藤井聡太王座に永瀬拓矢九段が“リターンマッチ”を挑む、第72期王座戦五番勝負第1局。
昼食休憩明け、両者が厳しい表情を見せる中、藤井の巧みな攻めが光った。
永瀬玉を守る金銀を、歩のたたきで上ずらせて乱し、馬金銀の三方取りで銀を打ち、さらに王手で桂を打ち込む。永瀬はあえて狭い9筋に玉を逃げ、底に銀を打って詰めろを受けた。そして藤井玉に反撃、玉頭の金取りに桂を跳ねる。
しかし、藤井が金を逃げたのを見て頭をかかえた。永瀬は迷ったような手つきで端に桂を成り捨てたが、誤算があったことは明らかだ。
最後は予想だにしなかった手で勝負が決まった
永瀬の6四銀と1三成桂、そして藤井の2四金、あちこちで駒取りになっている。
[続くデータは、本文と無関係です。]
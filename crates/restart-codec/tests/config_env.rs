//! Loading configuration from the environment and from YAML files.
//!
//! Environment variables are process-wide, so every env case runs inside a
//! single test.

use restart_codec::{
    decode_configured, ByteOrder, FieldLayout, RestartConfig, RestartError,
};
use test_utils::{create_test_restart, write_restart_file, ScratchDir};

const VARS: [&str; 4] = [
    "RESTART_PATH",
    "RESTART_GRID_SHAPE",
    "RESTART_FIELDS",
    "RESTART_BYTE_ORDER",
];

fn clear_vars() {
    for var in VARS {
        std::env::remove_var(var);
    }
}

#[test]
fn test_from_env() {
    clear_vars();
    assert!(matches!(RestartConfig::from_env(), Err(RestartError::Config(_))));

    std::env::set_var("RESTART_PATH", "/data/cm1out_rst_000013_s.dat");
    std::env::set_var("RESTART_GRID_SHAPE", "1700,1700,121");
    std::env::set_var("RESTART_FIELDS", "u,v,w,th");

    let config = RestartConfig::from_env().unwrap();
    assert_eq!(config.grid_shape.dims(), (1700, 1700, 121));
    assert_eq!(config.field_layout, FieldLayout::cm1_uvwth());
    assert_eq!(config.byte_order, ByteOrder::Little);

    std::env::set_var("RESTART_BYTE_ORDER", "big");
    assert_eq!(RestartConfig::from_env().unwrap().byte_order, ByteOrder::Big);

    std::env::set_var("RESTART_BYTE_ORDER", "sideways");
    assert!(RestartConfig::from_env().is_err());

    std::env::set_var("RESTART_BYTE_ORDER", "little");
    std::env::set_var("RESTART_FIELDS", "u,v,u");
    assert!(matches!(
        RestartConfig::from_env(),
        Err(RestartError::DuplicateField(_))
    ));

    std::env::set_var("RESTART_FIELDS", "u,v");
    std::env::set_var("RESTART_GRID_SHAPE", "1700,1700");
    assert!(RestartConfig::from_env().is_err());

    clear_vars();
}

#[test]
fn test_yaml_file_drives_decode() {
    let scratch = ScratchDir::new();
    let data = scratch.file("rst.dat");
    write_restart_file(&data, &create_test_restart(2, 1, 2, 3)).unwrap();

    let config_path = scratch.file("restart.yaml");
    std::fs::write(
        &config_path,
        format!(
            "path: {}\ngrid_shape: {{ nx: 1, ny: 2, nz: 3 }}\nfield_layout: [u, th]\n",
            data.display()
        ),
    )
    .unwrap();

    let config = RestartConfig::from_yaml(&config_path).unwrap();
    let fields = decode_configured(&config).unwrap();
    assert_eq!(fields.get("th").unwrap()[[0, 1, 2]], 1_000_102.0);
}

#[test]
fn test_missing_yaml_file() {
    let scratch = ScratchDir::new();
    assert!(matches!(
        RestartConfig::from_yaml(scratch.file("none.yaml")),
        Err(RestartError::FileAccess { .. })
    ));
}
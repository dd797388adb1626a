//! Field layout descriptors.
//!
//! Restart files carry no header, so the order of the variables and their
//! count have to be supplied out of band. A [`FieldLayout`] records that
//! order; every field occupies one contiguous block of `nx*ny*nz` values.

use serde::{Deserialize, Serialize};

use crate::error::{RestartError, Result};
use crate::grid::GridShape;

/// Ordered, duplicate-free list of field names.
#[derive(Debug, Clone, PartialEq, Eq, Serialize, Deserialize)]
#[serde(try_from = "Vec<String>", into = "Vec<String>")]
pub struct FieldLayout {
    names: Vec<String>,
}

impl FieldLayout {
    /// Create a layout from names in on-disk order.
    pub fn new<I, S>(names: I) -> Result<Self>
    where
        I: IntoIterator<Item = S>,
        S: Into<String>,
    {
        let names: Vec<String> = names.into_iter().map(Into::into).collect();

        if names.is_empty() {
            return Err(RestartError::InvalidLayout(
                "layout must declare at least one field".to_string(),
            ));
        }

        for (i, name) in names.iter().enumerate() {
            if name.is_empty() {
                return Err(RestartError::InvalidLayout(format!(
                    "field {} has an empty name",
                    i
                )));
            }
            if names[..i].contains(name) {
                return Err(RestartError::DuplicateField(name.clone()));
            }
        }

        Ok(Self { names })
    }

    /// The `u, v, w, th` ordering assumed for CM1 restart dumps.
    pub fn cm1_uvwth() -> Self {
        Self {
            names: ["u", "v", "w", "th"].iter().map(|s| s.to_string()).collect(),
        }
    }

    /// Parse a comma-separated list such as `"u,v,w,th"`.
    pub fn parse(s: &str) -> Result<Self> {
        Self::new(s.split(',').map(str::trim).filter(|n| !n.is_empty()))
    }

    pub fn names(&self) -> &[String] {
        &self.names
    }

    /// Number of fields.
    pub fn len(&self) -> usize {
        self.names.len()
    }

    pub fn is_empty(&self) -> bool {
        self.names.is_empty()
    }

    pub fn contains(&self, name: &str) -> bool {
        self.names.iter().any(|n| n == name)
    }

    /// Position of `name` in declaration order.
    pub fn index_of(&self, name: &str) -> Result<usize> {
        self.names
            .iter()
            .position(|n| n == name)
            .ok_or_else(|| RestartError::unknown_field(name))
    }

    /// Elements occupied by one field.
    pub fn block_len(&self, shape: &GridShape) -> usize {
        shape.len()
    }

    /// Elements occupied by the whole file.
    ///
    /// Fails with `InvalidShape` when the file would not be addressable in
    /// bytes on this platform.
    pub fn total_elements(&self, shape: &GridShape) -> Result<usize> {
        self.names
            .len()
            .checked_mul(shape.len())
            .filter(|n| n.checked_mul(crate::reader::ELEMENT_WIDTH).is_some())
            .ok_or_else(|| {
                RestartError::InvalidShape(format!(
                    "{} fields of {} overflow addressable size",
                    self.names.len(),
                    shape
                ))
            })
    }

    /// Element offset of the first value of `name` in the flat buffer.
    pub fn offset_of(&self, name: &str, shape: &GridShape) -> Result<usize> {
        let index = self.index_of(name)?;
        self.total_elements(shape)?;
        Ok(index * shape.len())
    }

    /// Expected file size in bytes.
    pub fn expected_bytes(&self, shape: &GridShape) -> Result<u64> {
        let elements = self.total_elements(shape)?;
        Ok((elements * crate::reader::ELEMENT_WIDTH) as u64)
    }

    /// Iterate `(name, offset)` pairs in declaration order.
    ///
    /// Offsets are only meaningful once `total_elements` has succeeded.
    pub fn blocks<'a>(&'a self, shape: &GridShape) -> impl Iterator<Item = (&'a str, usize)> + 'a {
        let block = shape.len();
        self.names
            .iter()
            .enumerate()
            .map(move |(i, name)| (name.as_str(), i * block))
    }
}

impl TryFrom<Vec<String>> for FieldLayout {
    type Error = RestartError;

    fn try_from(names: Vec<String>) -> Result<Self> {
        Self::new(names)
    }
}

impl From<FieldLayout> for Vec<String> {
    fn from(layout: FieldLayout) -> Self {
        layout.names
    }
}

impl std::fmt::Display for FieldLayout {
    fn fmt(&self, f: &mut std::fmt::Formatter<'_>) -> std::fmt::Result {
        write!(f, "{}", self.names.join(","))
    }
}

#[cfg(test)]
mod tests {
    use super::*;

    fn uvwth() -> FieldLayout {
        FieldLayout::new(["u", "v", "w", "th"]).unwrap()
    }

    #[test]
    fn test_offset_of() {
        let layout = uvwth();
        let shape = GridShape::new(2, 2, 2).unwrap();
        assert_eq!(layout.offset_of("u", &shape).unwrap(), 0);
        assert_eq!(layout.offset_of("v", &shape).unwrap(), 8);
        assert_eq!(layout.offset_of("w", &shape).unwrap(), 16);
        assert_eq!(layout.offset_of("th", &shape).unwrap(), 24);
    }

    #[test]
    fn test_total_elements() {
        let layout = uvwth();
        let shape = GridShape::new(1700, 1700, 121).unwrap();
        assert_eq!(layout.total_elements(&shape).unwrap(), 4 * 1700 * 1700 * 121);
        assert_eq!(
            layout.expected_bytes(&shape).unwrap(),
            16 * 1700 * 1700 * 121_u64
        );
    }

    #[cfg(target_pointer_width = "64")]
    #[test]
    fn test_total_size_overflow_is_error() {
        // One field of this shape is addressable; four are not.
        let shape = GridShape::new(1 << 20, 1 << 20, 1 << 20).unwrap();
        let layout = FieldLayout::cm1_uvwth();
        assert!(matches!(
            layout.total_elements(&shape),
            Err(RestartError::InvalidShape(_))
        ));
        assert!(layout.expected_bytes(&shape).is_err());
        assert!(FieldLayout::new(["th"]).unwrap().expected_bytes(&shape).is_ok());
    }

    #[test]
    fn test_unknown_field() {
        let shape = GridShape::new(2, 2, 2).unwrap();
        match uvwth().offset_of("qv", &shape) {
            Err(RestartError::UnknownField(name)) => assert_eq!(name, "qv"),
            other => panic!("expected UnknownField, got {:?}", other),
        }
    }

    #[test]
    fn test_duplicate_rejected() {
        assert!(matches!(
            FieldLayout::new(["u", "v", "u"]),
            Err(RestartError::DuplicateField(name)) if name == "u"
        ));
    }

    #[test]
    fn test_empty_rejected() {
        assert!(matches!(
            FieldLayout::new(Vec::<String>::new()),
            Err(RestartError::InvalidLayout(_))
        ));
        assert!(FieldLayout::new(["u", ""]).is_err());
    }

    #[test]
    fn test_parse_and_display() {
        let layout = FieldLayout::parse("u, v ,w,th").unwrap();
        assert_eq!(layout, uvwth());
        assert_eq!(layout.to_string(), "u,v,w,th");
        assert_eq!(FieldLayout::cm1_uvwth(), uvwth());
    }

    #[test]
    fn test_blocks() {
        let shape = GridShape::new(1, 1, 2).unwrap();
        let layout = FieldLayout::new(["u", "v"]).unwrap();
        let blocks: Vec<_> = layout.blocks(&shape).collect();
        assert_eq!(blocks, vec![("u", 0), ("v", 2)]);
    }
}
予想だにしなかった展開に、控室も驚きながら、ようやく結論を出した。永瀬の攻め駒が2筋で渋滞しているのでこちらは触らず、6四銀を取って藤井玉を右辺に逃がす。自陣の金と飛車が玉を守ってくれるので、藤井が残していると。
ところがどっこいである。102手目、藤井はまったく別のことを考えていた。7七金取りに6八角と打った。そして自陣では爆弾になりそうな成桂を払う。続いて6筋の角を、2筋で走ってきた香と刺し違えると、取ったばかりの香を飛車の鼻先に叩きつけたのだ。攻め駒を消して安全勝ちを目指したように見えて、そうではない。
永瀬は歩を打って金を奪った。永瀬玉は一瞬詰まない。駒台には角角金金がある。藤井、こんな状況で手番を渡して大丈夫なのか? 森内も「危ないけどなあ」とつぶやいた。
ところが調べてみると、攻防手などがあり、藤井玉への詰めろは続かない。永瀬は藤井が読み切ったことを肌で感じたのだろう。持ち時間を使い切り、指したのは金のタダ捨て! 藤井が読んでいない手を、逆転につながるような手を懸命に探していたのだ。こういう手をAIに評価させても意味はない。しかし、時間を5分残していることもあり、藤井は冷静だった。攻防の飛車を打ち、必至をかけ、角のタダ捨ても冷静に逃げた。
20時30分、124手で藤井が開幕局を制した。